Benchmark code, but avoid printing
Yes, thanks much, this makes a lot of sense. Well, by "better" what I had in mind was something that is reliably close to the time needed for printing. Without actually doing the printing. But I realize this is too much to ask for, and I'll be fine with /dev/null. Thanks for bringing up the textConnection() issue as well, especially because I am using textConnection now. /dev/null is a better option. Best, Gabor On Fri, Jan 2, 2015 at 3:44 PM, Simon Urbanek
<simon.urbanek at r-project.org> wrote:
On Jan 2, 2015, at 12:02 PM, G?bor Cs?rdi <csardi.gabor at gmail.com> wrote:
Dear all, I am trying to benchmark code that occasionally prints on the screen and I want to suppress the printing. Is there an idiom for this? If I do sink(tempfile) microbenchmark(...) sink() then I'll be also measuring the costs of writing to tempfile. I could also sink to /dev/null, which is probably fast, but that is not portable. Is there a better solution? Is writing to a textConnection() better?

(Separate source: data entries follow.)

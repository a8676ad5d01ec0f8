//! Per-call report.

use chrono::{DateTime, Utc};
use serde::{Deserialize, Serialize};
use std::time::Duration;

/// Describes one completed orchestration.
///
/// Token and cost fields are reserved and always `None`: treat them as
/// unknown, not zero.
#[derive(Debug, Clone, PartialEq, Serialize, Deserialize)]
pub struct CallReport {
    /// Latency of the timed span (backend call, repair call and parsing).
    pub latency_ms: f64,
    /// Model reported by the backend, if any.
    pub model: Option<String>,
    /// Prompt tokens.
    pub input_tokens: Option<u32>,
    /// Completion tokens.
    pub output_tokens: Option<u32>,
    /// Estimated cost.
    pub cost_estimate: Option<f64>,
    /// Whether a repair call produced the result.
    pub repaired: bool,
    /// When the report was built.
    pub created_at: DateTime<Utc>,
}

impl CallReport {
    /// Creates a report for a timed span.
    pub fn new(latency: Duration, model: Option<String>) -> Self {
        Self {
            latency_ms: latency.as_secs_f64() * 1000.0,
            model,
            input_tokens: None,
            output_tokens: None,
            cost_estimate: None,
            repaired: false,
            created_at: Utc::now(),
        }
    }

    /// Marks the result as produced by a repair call.
    #[must_use]
    pub fn repaired(mut self, repaired: bool) -> Self {
        self.repaired = repaired;
        self
    }

    /// Returns the latency as a `Duration`.
    pub fn latency(&self) -> Duration {
        Duration::try_from_secs_f64(self.latency_ms / 1000.0).unwrap_or_default()
    }
}
//! Result types returned by safe calls.

mod generation;
mod report;

pub use generation::Generation;
pub use report::CallReport;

Define better - you're just trading off one output code for another - it will be still measuring the cost of the output, obviously, and since the output is part of the code you're profiling it's correctly so. Each output method has different beavior - e.g. text connection can be faster, but it can also trigger additional garbage collection so it will affect results. Example:
f=textConnection("x", "w")
sink(f)
m=microbenchmark({ for (i in 1:100) { print("foo"); sum(rnorm(1e3)) } })
sink()
m
Unit: milliseconds
expr
{ for (i in 1:100) { print("foo") sum(rnorm(1000)) } }
min lq mean median uq max neval
12.76462 15.34483 17.85341 17.02435 19.56384 63.09329 100
sink("/dev/null")
m=microbenchmark({ for (i in 1:100) { print("foo"); sum(rnorm(1e3)) } })
sink()
m
Unit: milliseconds
expr
{ for (i in 1:100) { print("foo") sum(rnorm(1000)) } }
min lq mean median uq max neval
13.0191 13.03601 13.41815 13.0534 13.16496 16.25288 100
As you can see /dev/null is more predictable, because it's straight output, but text connection can be faster in the beginning and becomes progressively slower.
As Henrik said, you're probably best off using simply /dev/null - the only oddball is Windows, and that's a trivial condition on .Platform$OS.type.